In 1995 I started teaching creative writing in Central Juvenile Hall, Los Angeles. Eventually, we published a book of writing of the students called What We See: Poems & Essays from Inside Juvenile Hall. This books has touched the lives of thousands of youth. The program brought young people who would be enemies on the street together around the writing table. We need more of this type of communication, reminding us of what unites us rather than what tears us apart.
Here is an article about how I started IOW: https://www.latimes.com/archives/la-xpm-2002-jul-13-me-jvwrite13-story.html
Here is a favorite short essay from the book that pays tribute to one old man who will never be famous but who quietly makes a difference in other’s lives. These are the real heroes.
It is fitting that the words of this brilliant young writer, Rocky, became the anthem for InsideOUT Writers:
“I have exchanged my weapon for a pen, my battlefield for a blank page.”
I stroll into the medical module for a check up. A lady with a pig’s chin hollers my name. I stand and look at all the strangers’ faces that have been led astray. I turn and walk to the back of the module to see the preserver of health. I walk into his office that contains a medical bed, sink, trash can, rolling small stool and many medical devices. He sits on the rolling stool and directs me to sit on the bed.
I sit and greet him, “How are you today?”
He replies, “Ah, the gentleman, it is very nice to see you again.”
This man is old with wrinkled white skin. He has oversized glasses that look like motorcycle goggles. His hair is white and receding. It stands up like it has been shocked by lightning coming from angry Greek gods. He reminds me of Albert Einstein. He is a beautiful old man.

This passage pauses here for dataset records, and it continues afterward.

//! User API key management
//!
//! Endpoints:
//! - GET    /keys: saved user keys (masked) and the current pool summary
//! - PUT    /keys: replace the user key list, rebuilding the pool
//! - DELETE /keys: forget the user keys; the pool falls back to system keys
//!
//! Key material never leaves the service unmasked.

use std::sync::Arc;

use axum::Json;
use axum::Router;
use axum::extract::State;
use axum::extract::rejection::JsonRejection;
use axum::http::StatusCode;
use axum::response::{IntoResponse, Response};
use axum::routing::get;
use key_pool::{Credential, KeyPool};
use serde::Deserialize;
use serde_json::json;
use tracing::{info, warn};

use crate::api::error_response;

#[derive(Clone)]
pub struct KeysState {
    pub pool: Arc<KeyPool>,
}

pub fn build_keys_router(state: KeysState) -> Router {
    Router::new()
        .route("/keys", get(list_keys).put(replace_keys).delete(clear_keys))
        .with_state(state)
}

async fn summary(pool: &KeyPool) -> Response {
    let saved: Vec<String> = pool
        .user_credentials()
        .await
        .into_iter()
        .map(|key| Credential::new(key).masked())
        .collect();
    (
        StatusCode::OK,
        Json(json!({
            "user_keys": saved,
            "pool": pool.health().await,
        })),
    )
        .into_response()
}

async fn list_keys(State(state): State<KeysState>) -> Response {
    summary(&state.pool).await
}

#[derive(Deserialize)]
struct ReplaceKeys {
    keys: Vec<String>,
}

/// PUT /keys: store a new list. Blank entries are dropped, so an
/// all-blank list behaves like DELETE.
async fn replace_keys(
    State(state): State<KeysState>,
    payload: Result<Json<ReplaceKeys>, JsonRejection>,
) -> Response {
    let request_id = format!("req_{}", uuid::Uuid::new_v4().as_simple());
    let body = match payload {
        Ok(Json(body)) => body,
        Err(rejection) => {
            return error_response(
                StatusCode::BAD_REQUEST,
                "invalid_request",
                &rejection.body_text(),
                &request_id,
            );
        }
    };
    store_keys(&state.pool, body.keys, &request_id).await
}

async fn clear_keys(State(state): State<KeysState>) -> Response {
    let request_id = format!("req_{}", uuid::Uuid::new_v4().as_simple());
    store_keys(&state.pool, Vec::new(), &request_id).await
}

async fn store_keys(pool: &KeyPool, keys: Vec<String>, request_id: &str) -> Response {
    match pool.set_user_credentials(keys).await {
        Ok(saved) => {
            info!(keys = saved.len(), "user keys replaced");
            summary(pool).await
        }
        Err(key_pool::Error::InvalidKeys(message)) => {
            error_response(StatusCode::BAD_REQUEST, "invalid_request", &message, request_id)
        }
        Err(err) => {
            warn!(error = %err, "failed to save user keys");
            error_response(
                StatusCode::INTERNAL_SERVER_ERROR,
                "key_store_error",
                &err.to_string(),
                request_id,
            )
        }
    }
}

I have engaged in conversation with this man before. He spoke to me words of wisdom. He has a voice as soft as cotton that can talk a baby to sleep. I listen to this man intently, absorbing every word flowing toward the landscape of my mind. I start to wonder if my situation would be different if I knew this man all my life. His words are a white dove that flies to a sacred destination, through the canyons of my brain, over the ocean of my inner body, and finally to the sacred mesa of my tattered heart. It folds its wings back to its body and finds a resting place among the various holes in my heart.
This man, I don’t even know his name, has chiseled his signature in my life. I am grateful to have met him.